Sementara didalam UU No. 48 Tahun 2009 tentang Kekuasaan Kehakiman praduga tak bersalah berdasarkan Pasal 8 ayat (1), yang berbunyi :
“Setiap orang yang dicurigai, ditangkap, ditahan, dituntut, atau muncul di depan pengadilan harus dianggap tidak bersalah sebelum putusan pengadilan yang menyatakan kesalahannya dan telah memperoleh kekuatan hukum tetap.”
Salah satu buku yang membahas praduga tak bersalah ditulis Menurut M. Yahya Harahap, SH dalam bukunya “Masalah Diskusi dan Investigasi dan Penuntutan Aplikasi Acara Pidana” (hal. 34), mengenai penerapan anggapan tidak bersalah adalah :
“Tersangka harus ditempatkan pada posisi yang memiliki esensi martabat manusia.
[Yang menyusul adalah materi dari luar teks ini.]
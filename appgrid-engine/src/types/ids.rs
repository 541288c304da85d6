//! Newtype identifiers
//!
//! All ids are ULID strings. Wrapping them keeps a record id from being
//! passed where a directory id is expected.

use serde::{Deserialize, Serialize};
use std::fmt;

/// Ids come from callers and are joined into storage paths; anything that
/// could step outside its folder is refused.
pub(crate) fn is_path_safe(id: &str) -> bool {
    !id.is_empty() && id != "." && id != ".." && !id.contains(['/', '\\', '\0'])
}

macro_rules! define_id {
    ($(#[$meta:meta])* $name:ident) => {
        $(#[$meta])*
        #[derive(Debug, Clone, PartialEq, Eq, Hash, PartialOrd, Ord, Serialize, Deserialize)]
        #[serde(transparent)]
        pub struct $name(String);

        impl $name {
            /// Generate a fresh ULID-based id
            pub fn new() -> Self {
                Self(ulid::Ulid::new().to_string())
            }

            /// Wrap an existing id string
            pub fn from_string(s: impl Into<String>) -> Self {
                Self(s.into())
            }

            pub fn as_str(&self) -> &str {
                &self.0
            }

            /// True when the id can name a single file or folder
            pub fn is_path_safe(&self) -> bool {
                is_path_safe(&self.0)
            }
        }

        impl Default for $name {
            fn default() -> Self {
                Self::new()
            }
        }

        impl fmt::Display for $name {
            fn fmt(&self, f: &mut fmt::Formatter<'_>) -> fmt::Result {
                f.write_str(&self.0)
            }
        }

        impl From<&str> for $name {
            fn from(s: &str) -> Self {
                Self(s.to_string())
            }
        }

        impl From<String> for $name {
            fn from(s: String) -> Self {
                Self(s)
            }
        }

        impl From<&String> for $name {
            fn from(s: &String) -> Self {
                Self(s.clone())
            }
        }

        impl AsRef<str> for $name {
            fn as_ref(&self) -> &str {
                &self.0
            }
        }
    };
}

define_id!(
    /// Identifies a directory (user-defined table)
    DirectoryId
);
define_id!(
    /// Identifies a record within a directory
    RecordId
);
define_id!(
    /// Identifies a node in a directory's category tree
    CategoryId
);
define_id!(
    /// Identifies a field category
    FieldCategoryId
);
define_id!(LogEntryId);
//! AddCategory command

use super::category_directory;
use crate::context::EngineContext;
use crate::error::{EngineError, Result};
use crate::operation::{logged, operation, Execute, ExecutionResult};
use crate::types::{CategoryId, DirectoryId};
use async_trait::async_trait;
use serde::{Deserialize, Serialize};
use serde_json::Value;

/// Add a category node, as a root or under a parent
#[derive(Debug, Deserialize, Serialize)]
#[serde(rename_all = "camelCase")]
pub struct AddCategory {
    pub directory_id: DirectoryId,
    #[serde(default, skip_serializing_if = "Option::is_none")]
    pub parent_id: Option<CategoryId>,
    pub name: String,
}

operation!(
    AddCategory,
    verb = "add",
    noun = "category",
    description = "Add a node to a record category tree"
);

impl AddCategory {
    pub fn new(directory_id: impl Into<DirectoryId>, name: impl Into<String>) -> Self {
        Self {
            directory_id: directory_id.into(),
            parent_id: None,
            name: name.into(),
        }
    }

    pub fn with_parent(mut self, parent_id: impl Into<CategoryId>) -> Self {
        self.parent_id = Some(parent_id.into());
        self
    }
}

#[async_trait]
impl Execute<EngineContext, EngineError> for AddCategory {
    async fn execute(&self, ctx: &EngineContext) -> ExecutionResult<Value, EngineError> {
        let start = std::time::Instant::now();

        let result: Result<Value> = async {
            category_directory(ctx, &self.directory_id).await?;
            let mut tree = ctx.read_category_tree(&self.directory_id).await?;
            let id = tree.add(self.parent_id.as_ref(), &self.name)?;
            ctx.write_category_tree(&self.directory_id, &tree).await?;

            let depth = tree.find(&id).map(|(_, depth)| depth).unwrap_or_default();
            Ok(serde_json::json!({
                "id": id,
                "name": self.name.trim(),
                "parentId": self.parent_id,
                "depth": depth,
            }))
        }
        .await;

        logged(self, start, result)
    }
}

#[cfg(test)]
mod tests {
    use super::*;
    use crate::category::GetCategoryTree;
    use crate::directory::CreateDirectory;
    use tempfile::TempDir;

    async fn run<O: Execute<EngineContext, EngineError>>(ctx: &EngineContext, op: O) -> Result<Value> {
        op.execute(ctx).await.into_result()
    }

    #[tokio::test]
    async fn test_fourth_level_rejected() {
        let temp = TempDir::new().unwrap();
        let ctx = EngineContext::new(temp.path());
        let dir = run(&ctx, CreateDirectory::new("app", "m", "Docs").with_categories())
            .await
            .unwrap()["id"]
            .as_str()
            .unwrap()
            .to_string();

        let mut parent: Option<String> = None;
        for name in ["L1", "L2", "L3"] {
            let mut op = AddCategory::new(dir.as_str(), name);
            if let Some(p) = &parent {
                op = op.with_parent(p.as_str());
            }
            let added = run(&ctx, op).await.unwrap();
            parent = Some(added["id"].as_str().unwrap().to_string());
        }

        let fourth = AddCategory::new(dir.as_str(), "L4").with_parent(parent.unwrap().as_str());
        assert!(matches!(
            run(&ctx, fourth).await,
            Err(EngineError::CategoryDepthExceeded { max: 3 })
        ));

        let tree = run(&ctx, GetCategoryTree::new(dir.as_str())).await.unwrap();
        assert_eq!(tree["roots"][0]["children"][0]["children"][0]["name"], "L3");
        assert!(tree["roots"][0]["children"][0]["children"][0]["children"]
            .as_array()
            .is_none_or(|c| c.is_empty()));
    }

    #[tokio::test]
    async fn test_disabled_directory() {
        let temp = TempDir::new().unwrap();
        let ctx = EngineContext::new(temp.path());
        let dir = run(&ctx, CreateDirectory::new("app", "m", "Flat"))
            .await
            .unwrap()["id"]
            .as_str()
            .unwrap()
            .to_string();
        assert!(matches!(
            run(&ctx, AddCategory::new(dir.as_str(), "X")).await,
            Err(EngineError::CategoriesDisabled { .. })
        ));
    }
}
Dia harus dianggap sebagai subjek, bukan objek. Yang diperiksa tersangka bukan manusia. Dilakukannyalah tindakan pelanggaran yang merupakan obyek pemeriksaan. Menuju kesalahan yang dilakukan tindak pidana ditujukan pemeriksaan. Tersangka harus dianggap tidak bersalah, sesuai dengan asas praduga tak bersalah sampai keputusan pengadilan yang telah diselesaikan. “
Sementara Profesor Hukum Pidana Universitas Trisakti Prof. Andi Hamzah dalam praduga tak bersalah artikel Tidak Bisa Ditafsirkan Dengan Letterlijk (secara harfiah), bahwa prinsip praduga tidak bersalah (praduga tak bersalah) tidak dapat ditafsirkan letterlijk (apa yang dikatakan).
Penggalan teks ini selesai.